Older Patients Benefit From Modified Cosmetic Plastic Surgery Techniques.

NEW YORK, NY (February 1, 2002) — Women and men age 65 and older accounted for 7 percent of cosmetic procedures performed in 2000, and the number of procedures performed on people in this age group has increased 352 percent since 1997, according to statistics from the American Society for Aesthetic Plastic Surgery (ASAPS). Plastic surgeons say that there are special considerations when performing cosmetic surgery on older adults but that age, in itself, is not a contraindication to surgery.

Skin elasticity, which gradually diminishes as we age, is one of the primary factors affecting the quality and longevity of results from many cosmetic surgeries. "Patients who wait until relatively late in life for their first facelift or body contouring procedure may have a very extreme amount of tissue to be removed or tightened," says Malcolm Paul, MD, president of ASAPS, the leading professional society of board-certified plastic surgeons who specialize in cosmetic surgery. "With one operation, we may not be able to achieve quite the same result as we could with a younger patient or someone who has had a previous surgery, but improvements can still be very dramatic."

Surgical techniques may sometimes need to be altered for the older adult. For example, when a facelift is performed on someone with thinning hair, the incisions may be placed to better camouflage the scars.

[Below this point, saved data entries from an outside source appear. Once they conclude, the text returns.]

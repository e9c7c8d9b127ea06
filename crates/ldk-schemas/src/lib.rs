//! ldk-schemas
//!
//! Domain types shared by every LensDesk crate: catalogs, orders, items,
//! clients, product suggestions, reminder channels and the typed errors
//! callers branch on. No IO.

use chrono::{DateTime, Utc};
use serde::{Deserialize, Serialize};

mod errors;
mod status;

pub use errors::{NotFound, ValidationError};
pub use status::{LifecycleStatus, MeridianStatus, MklStatus, StatusStamp};

/// Label used wherever a product name is blank.
pub const UNNAMED_PRODUCT: &str = "(Без названия)";

// ---------------------------------------------------------------------------
// Catalog
// ---------------------------------------------------------------------------

/// The two independent order books.
#[derive(Clone, Copy, Debug, PartialEq, Eq, Hash, Serialize, Deserialize)]
#[serde(rename_all = "UPPERCASE")]
pub enum Catalog {
    Mkl,
    Meridian,
}

impl Catalog {
    pub fn as_str(&self) -> &'static str {
        match self {
            Catalog::Mkl => "MKL",
            Catalog::Meridian => "MERIDIAN",
        }
    }

    pub fn parse(s: &str) -> Result<Self, ValidationError> {
        match s.trim().to_uppercase().as_str() {
            "MKL" => Ok(Catalog::Mkl),
            "MERIDIAN" => Ok(Catalog::Meridian),
            _ => Err(ValidationError::UnknownLabel {
                kind: "catalog",
                label: s.to_string(),
            }),
        }
    }
}

// ---------------------------------------------------------------------------
// Clients / products
// ---------------------------------------------------------------------------

#[derive(Debug, Clone, PartialEq, Serialize, Deserialize)]
pub struct Client {
    pub id: i64,
    pub full_name: String,
    /// Canonical digits only.
    pub phone_digits: String,
}

/// Raw client form as typed by staff.
#[derive(Debug, Clone, Default, Serialize, Deserialize)]
pub struct ClientInput {
    pub full_name: String,
    pub phone: String,
}

/// Validated client ready for the store.
#[derive(Debug, Clone, PartialEq, Eq)]
pub struct ClientDraft {
    pub full_name: String,
    pub phone_digits: String,
}

#[derive(Debug, Clone, PartialEq, Eq, Serialize, Deserialize)]
pub struct ProductEntry {
    pub id: i64,
    pub name: String,
}

// ---------------------------------------------------------------------------
// MKL orders
// ---------------------------------------------------------------------------

#[derive(Debug, Clone, PartialEq, Serialize, Deserialize)]
pub struct MklOrder {
    pub id: i64,
    pub fio: String,
    pub phone_digits: String,
    pub product_name: String,
    pub sph: f64,
    pub cyl: Option<f64>,
    pub ax: Option<i32>,
    pub bc: Option<f64>,
    pub qty: i32,
    pub status: MklStatus,
    pub status_changed_at: DateTime<Utc>,
    pub comment: String,
}

impl MklOrder {
    pub fn stamp(&self) -> StatusStamp<MklStatus> {
        StatusStamp {
            status: self.status,
            changed_at: self.status_changed_at,
        }
    }
}

/// Raw MKL order form. Numeric fields are already numbers but not yet
/// clamped or snapped; `None` means the field was left empty.
#[derive(Debug, Clone, Default, Serialize, Deserialize)]
pub struct MklOrderInput {
    pub fio: String,
    pub phone: String,
    pub product_name: String,
    pub sph: Option<f64>,
    #[serde(default)]
    pub cyl: Option<f64>,
    #[serde(default)]
    pub ax: Option<i64>,
    #[serde(default)]
    pub bc: Option<f64>,
    pub qty: i64,
    #[serde(default)]
    pub comment: String,
}

/// Validated, normalized MKL order fields. Never carries status.
#[derive(Debug, Clone, PartialEq)]
pub struct MklOrderDraft {
    pub fio: String,
    pub phone_digits: String,
    pub product_name: String,
    pub sph: f64,
    pub cyl: Option<f64>,
    pub ax: Option<i32>,
    pub bc: Option<f64>,
    pub qty: i32,
    pub comment: String,
}

// ---------------------------------------------------------------------------
// Meridian orders
// ---------------------------------------------------------------------------

#[derive(Debug, Clone, PartialEq, Eq, Serialize, Deserialize)]
pub struct MeridianOrder {
    pub id: i64,
    pub title: String,
    pub status: MeridianStatus,
    pub status_changed_at: DateTime<Utc>,
}

impl MeridianOrder {
    pub fn stamp(&self) -> StatusStamp<MeridianStatus> {
        StatusStamp {
            status: self.status,
            changed_at: self.status_changed_at,
        }
    }
}

/// Header row as listed to staff.
#[derive(Debug, Clone, PartialEq, Eq, Serialize, Deserialize)]
pub struct MeridianOrderSummary {
    #[serde(flatten)]
    pub order: MeridianOrder,
    pub item_count: i64,
}

#[derive(Debug, Clone, PartialEq, Serialize, Deserialize)]
pub struct MeridianItem {
    pub id: i64,
    pub order_id: i64,
    pub product_name: String,
    pub sph: Option<f64>,
    pub cyl: Option<f64>,
    pub ax: Option<i32>,
    pub diameter: Option<i32>,
    pub qty: i32,
}

#[derive(Debug, Clone, Default, Serialize, Deserialize)]
pub struct MeridianItemInput {
    #[serde(default)]
    pub product_name: String,
    #[serde(default)]
    pub sph: Option<f64>,
    #[serde(default)]
    pub cyl: Option<f64>,
    #[serde(default)]
    pub ax: Option<i64>,
    #[serde(default)]
    pub diameter: Option<i64>,
    pub qty: i64,
}

#[derive(Debug, Clone, PartialEq)]
pub struct MeridianItemDraft {
    pub product_name: String,
    pub sph: Option<f64>,
    pub cyl: Option<f64>,
    pub ax: Option<i32>,
    pub diameter: Option<i32>,
    pub qty: i32,
}

// ---------------------------------------------------------------------------
// Listing filters
// ---------------------------------------------------------------------------

#[derive(Debug, Clone, Default, Serialize, Deserialize)]
pub struct MklFilter {
    pub status: Option<MklStatus>,
    /// Case-insensitive substring over fio, phone digits and product.
    pub query: Option<String>,
}

#[derive(Debug, Clone, Default, Serialize, Deserialize)]
pub struct MeridianFilter {
    pub status: Option<MeridianStatus>,
}

// ---------------------------------------------------------------------------
// Export rows
// ---------------------------------------------------------------------------

/// Catalog-specific trailing optical field of an export line.
#[derive(Debug, Clone, Copy, PartialEq, Serialize, Deserialize)]
#[serde(tag = "kind", content = "value", rename_all = "snake_case")]
pub enum ExportExtra {
    BaseCurve(f64),
    Diameter(i32),
}

/// One unfulfilled order (MKL) or item (Meridian) selected for export,
/// in selection order.
#[derive(Debug, Clone, PartialEq, Serialize, Deserialize)]
pub struct ExportRow {
    pub product_name: String,
    pub sph: Option<f64>,
    pub cyl: Option<f64>,
    pub ax: Option<i32>,
    pub extra: Option<ExportExtra>,
    pub qty: i32,
}

// ---------------------------------------------------------------------------
// Reminder channels
// ---------------------------------------------------------------------------

/// One of the two independent reminder pipelines.
#[derive(Clone, Copy, Debug, PartialEq, Eq, Hash, Serialize, Deserialize)]
#[serde(rename_all = "UPPERCASE")]
pub enum ReminderChannel {
    Meridian,
    Mkl,
}

impl ReminderChannel {
    pub const ALL: [ReminderChannel; 2] = [ReminderChannel::Meridian, ReminderChannel::Mkl];

    pub fn as_str(&self) -> &'static str {
        match self {
            ReminderChannel::Meridian => "MERIDIAN",
            ReminderChannel::Mkl => "MKL",
        }
    }

    pub fn parse(s: &str) -> Result<Self, ValidationError> {
        match s.trim().to_uppercase().as_str() {
            "MERIDIAN" => Ok(ReminderChannel::Meridian),
            "MKL" => Ok(ReminderChannel::Mkl),
            _ => Err(ValidationError::UnknownLabel {
                kind: "channel",
                label: s.to_string(),
            }),
        }
    }

    /// Fixed key of the persisted snooze marker.
    pub fn snooze_key(&self) -> &'static str {
        match self {
            ReminderChannel::Meridian => "meridian_snooze_until",
            ReminderChannel::Mkl => "mkl_snooze_until",
        }
    }

    pub fn catalog(&self) -> Catalog {
        match self {
            ReminderChannel::Meridian => Catalog::Meridian,
            ReminderChannel::Mkl => Catalog::Mkl,
        }
    }

    /// Snooze durations offered in the reminder dialog.
    pub fn snooze_options(&self) -> &'static [SnoozeOption] {
        match self {
            ReminderChannel::Meridian => &[
                SnoozeOption { label: "15 min", minutes: 15 },
                SnoozeOption { label: "30 min", minutes: 30 },
            ],
            ReminderChannel::Mkl => &[
                SnoozeOption { label: "1 day", minutes: 60 * 24 },
                SnoozeOption { label: "3 days", minutes: 60 * 24 * 3 },
            ],
        }
    }
}

#[derive(Debug, Clone, Copy, PartialEq, Eq, Serialize)]
pub struct SnoozeOption {
    pub label: &'static str,
    pub minutes: i64,
}

/// A qualifying order as surfaced in a reminder.
#[derive(Debug, Clone, PartialEq, Eq, Serialize, Deserialize)]
pub struct ReminderRow {
    pub order_id: i64,
    /// Meridian: order title. MKL: customer name.
    pub label: String,
    /// MKL: product name. Meridian: none.
    pub detail: Option<String>,
    /// Storage code of the status (always NOT_ORDERED today).
    pub status: String,
    pub status_changed_at: DateTime<Utc>,
}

Older patients who have a facelift may choose to have their earlobes reduced at the same time. "This is because the earlobe grows and stretches with aging, and it may look out of proportion after the facial tissues have been tightened," says Dr. Paul.

For eyelid surgery, tissue removal may need to be more conservative, since older patients have a greater tendency to develop "dry eye." For facial peels, several mild peels may sometimes be preferable to a deep chemical peel, since an older adult's skin is significantly thinner.

Older patients who undergo lipoplasty (liposuction) in the abdominal area often will require a modified tummy tuck to get rid of excess skin that has lost its elasticity.

For older patients with certain types of medical conditions, extra precautions may be advisable to ensure safety. These can include additional medical personnel or, in some cases, having their surgery in a hospital setting. When special accommodations are necessary, patients must understand that the overall cost of surgery will increase.

Recovery periods for patients 65 and older may be slightly longer than for younger people undergoing similar procedures. Bruising may take several extra days to subside, and healing of incisions may also take longer.

There is generally a high level of satisfaction among older patients undergoing cosmetic plastic surgery, says Dr. Paul. "Most often, older patients say that the surgery has given them a psychological boost." In addition, he adds, some adults over 65 who are retired say they plan to re-enter the job market. They have active social lives and may be seeking new marriage partners.

As our life expectancy continues to increase, having cosmetic surgery in our 70s and 80s will become increasingly common. "People today see no reason to age in the traditional way," says Dr. Paul. "They want to look their best at every age, and cosmetic surgery can help them do that."


The American Society for Aesthetic Plastic Surgery (ASAPS), is recognized as the world's leading organization devoted entirely to aesthetic plastic surgery and cosmetic medicine of the face and body. ASAPS is comprised of over 2,600 Plastic Surgeons; Active Members are certified by the American Board of Plastic Surgery (USA) or by the Royal College of Physicians and Surgeons of Canada and have extensive training in the complete spectrum of surgical and nonsurgical aesthetic procedures. International Active Members are certified by equivalent boards of their respective countries. All members worldwide adhere to a strict Code of Ethics and must meet stringent membership requirements.